New Study Finds Red Light Cameras Save Children’s Lives
Motor vehicle crashes are a leading cause of death among children in the United States.
Washington Post recently reported that the American Academy of Pediatrics released a study suggesting that red-light cameras save children’s lives. This study was presented at their national conference in October. It highlighted how widely pediatric crash-related deaths vary from state to state, with weak red-light-camera enforcement laws and weak child-restraint use playing a role.
Red Light Cameras and the City of Orlando
Here’s some advice if you are thinking of running a red light in Orlando: Don’t.

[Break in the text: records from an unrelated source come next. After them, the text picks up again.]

use super::dataset::{ColumnLayout, Dataset};
use super::domain::CandidateRecord;
use std::collections::BTreeSet;

/// Number of most recent academic years selected when the caller picks none.
pub const DEFAULT_YEAR_WINDOW: usize = 3;

/// Distinct entering years present in the data, ascending.
pub fn available_years(dataset: &Dataset) -> Vec<i32> {
    dataset
        .records()
        .iter()
        .filter_map(|record| record.entering_year)
        .collect::<BTreeSet<_>>()
        .into_iter()
        .collect()
}

/// The last `window` years of [`available_years`].
pub fn default_years(dataset: &Dataset, window: usize) -> Vec<i32> {
    let years = available_years(dataset);
    let skip = years.len().saturating_sub(window);
    years.into_iter().skip(skip).collect()
}

/// Which academic years a caller wants to see.
#[derive(Debug, Clone, PartialEq, Eq, Default)]
pub enum YearSelection {
    /// No choice made yet: most recent years, see [`default_years`].
    #[default]
    Default,
    /// An explicit set. Empty means "nothing", never "everything".
    Explicit(BTreeSet<i32>),
}

impl YearSelection {
    pub fn explicit<I: IntoIterator<Item = i32>>(years: I) -> Self {
        Self::Explicit(years.into_iter().collect())
    }

    pub fn resolve(&self, dataset: &Dataset, window: usize) -> BTreeSet<i32> {
        match self {
            Self::Default => default_years(dataset, window).into_iter().collect(),
            Self::Explicit(years) => years.clone(),
        }
    }
}

/// Rows of a [`Dataset`] restricted to a set of entering years. Borrows the
/// source; the dataset itself is never modified.
#[derive(Debug, Clone)]
pub struct FilteredTable<'a> {
    layout: &'a ColumnLayout,
    years: BTreeSet<i32>,
    rows: Vec<&'a CandidateRecord>,
}

impl<'a> FilteredTable<'a> {
    pub fn new(dataset: &'a Dataset, years: BTreeSet<i32>) -> Self {
        let rows = dataset
            .records()
            .iter()
            .filter(|record| {
                record
                    .entering_year
                    .is_some_and(|year| years.contains(&year))
            })
            .collect();

        Self {
            layout: dataset.layout(),
            years,
            rows,
        }
    }

    pub fn select(dataset: &'a Dataset, selection: &YearSelection, window: usize) -> Self {
        Self::new(dataset, selection.resolve(dataset, window))
    }

    pub fn layout(&self) -> &'a ColumnLayout {
        self.layout
    }

    pub fn years(&self) -> &BTreeSet<i32> {
        &self.years
    }

    pub fn rows(&self) -> &[&'a CandidateRecord] {
        &self.rows
    }

    pub fn len(&self) -> usize {
        self.rows.len()
    }

    pub fn is_empty(&self) -> bool {
        self.rows.is_empty()
    }
}
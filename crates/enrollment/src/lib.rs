pub mod config;
pub mod dashboard;
pub mod error;
pub mod telemetry;
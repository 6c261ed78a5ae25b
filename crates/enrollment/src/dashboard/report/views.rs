use super::super::domain::PipelineStage;
use serde::Serialize;

#[derive(Debug, Clone, PartialEq, Serialize)]
pub struct StageCount {
    pub stage: PipelineStage,
    pub stage_label: &'static str,
    pub count: usize,
}

#[derive(Debug, Clone, PartialEq, Serialize)]
pub struct PipelineCounts {
    pub stages: Vec<StageCount>,
    pub total_inquiries: usize,
    pub total_applications: usize,
    pub total_contracts: usize,
    pub total_accepted: usize,
}

impl PipelineCounts {
    pub fn stage(&self, stage: PipelineStage) -> usize {
        self.stages
            .iter()
            .find(|entry| entry.stage == stage)
            .map_or(0, |entry| entry.count)
    }
}

/// Percentages, unclamped. A zero denominator yields 0.
#[derive(Debug, Clone, Copy, PartialEq, Serialize)]
pub struct RateMetrics {
    pub acceptance_rate: f64,
    pub yield_rate: f64,
}

#[derive(Debug, Clone, PartialEq, Serialize)]
pub struct FunnelEntry {
    pub stage: PipelineStage,
    pub stage_label: &'static str,
    pub count: usize,
    /// Share of the first funnel stage, in percent.
    pub percent_of_initial: f64,
}

/// A label with its count; used for every one-dimensional breakdown.
#[derive(Debug, Clone, PartialEq, Eq, Serialize)]
pub struct LabeledCount {
    pub label: String,
    pub count: usize,
}

impl LabeledCount {
    pub fn new(label: impl Into<String>, count: usize) -> Self {
        Self {
            label: label.into(),
            count,
        }
    }
}

/// Dense grade × status matrix. Only observed grades and statuses get a row
/// or column; cells without observations hold 0.
#[derive(Debug, Clone, Default, PartialEq, Eq, Serialize)]
pub struct CrossTab {
    pub row_labels: Vec<String>,
    pub column_labels: Vec<String>,
    pub counts: Vec<Vec<usize>>,
}

impl CrossTab {
    pub fn get(&self, row: &str, column: &str) -> Option<usize> {
        let r = self.row_labels.iter().position(|label| label == row)?;
        let c = self.column_labels.iter().position(|label| label == column)?;
        Some(self.counts[r][c])
    }

    pub fn is_empty(&self) -> bool {
        self.row_labels.is_empty()
    }
}

#[derive(Debug, Clone, PartialEq, Serialize)]
pub struct DecisionLatency {
    pub year: i32,
    pub average_days: f64,
    pub pairs: usize,
    /// Pairs where the school decision predates the application.
    pub negative_pairs: usize,
}

#[derive(Debug, Clone, PartialEq, Eq, Serialize)]
pub struct MonthlyComparisonEntry {
    pub month: &'static str,
    pub inquiries: usize,
    pub applications: usize,
}

#[derive(Debug, Clone, PartialEq, Eq, Serialize)]
pub struct YearComparison {
    pub year: i32,
    pub months: Vec<MonthlyComparisonEntry>,
}

#[derive(Debug, Clone, PartialEq, Serialize)]
pub struct Distributions {
    pub gender: Vec<LabeledCount>,
    pub international: Vec<LabeledCount>,
    pub financial_aid: Vec<LabeledCount>,
}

So says Mike Rhodes, who is in charge of Orlando Stops, which has posted cameras at 17 intersections throughout the city to snap pictures and videos of vehicles that continue going even though the traffic light has turned red.
As many 27 more intersections may get cameras during the next half year or so, Rhodes said. They are being placed throughout the city where accidents are most common, he said.
Since the program was introduced in 2008, right-angle collisions at monitored intersections have dropped 65 percent, according to city statistics. And the number of red-light runners has dropped by more than a quarter at intersections with cameras.
The city has issued more than 155,000 tickets to red-light runners since 2011 and is one of nearly 70 agencies statewide involved in the surveillance program. The fine is $156, with almost half of the proceeds going to the state.
Attorneys have sued red-light camera programs all over the state in recent years, arguing they are invasive and unconstitutional. The city’s operation has been largely unaffected, Rhodes said.
“People want technology in so many aspects of their lives, but not in this,” he said.
Some cities have bowed to pressure and gotten rid of the cameras.
That’s a mistake, says research by the Institute for Highway Safety. Doing away with cameras, the institute says, results in fatalities related to red-light violations jumping by 30 percent.
“We know we have a problem: people dying at signalized intersections because of people running red lights,” IIHS President Adrian Lund said in a release. “We know red light cameras are part of the solution.”
The agency found 709 people died in 2014 because of red-light-running crashes. An estimated 126,000 people were injured, too. Most of the ones who died were riding in other vehicles, passengers in the red-light-running vehicles, pedestrians or bicyclists.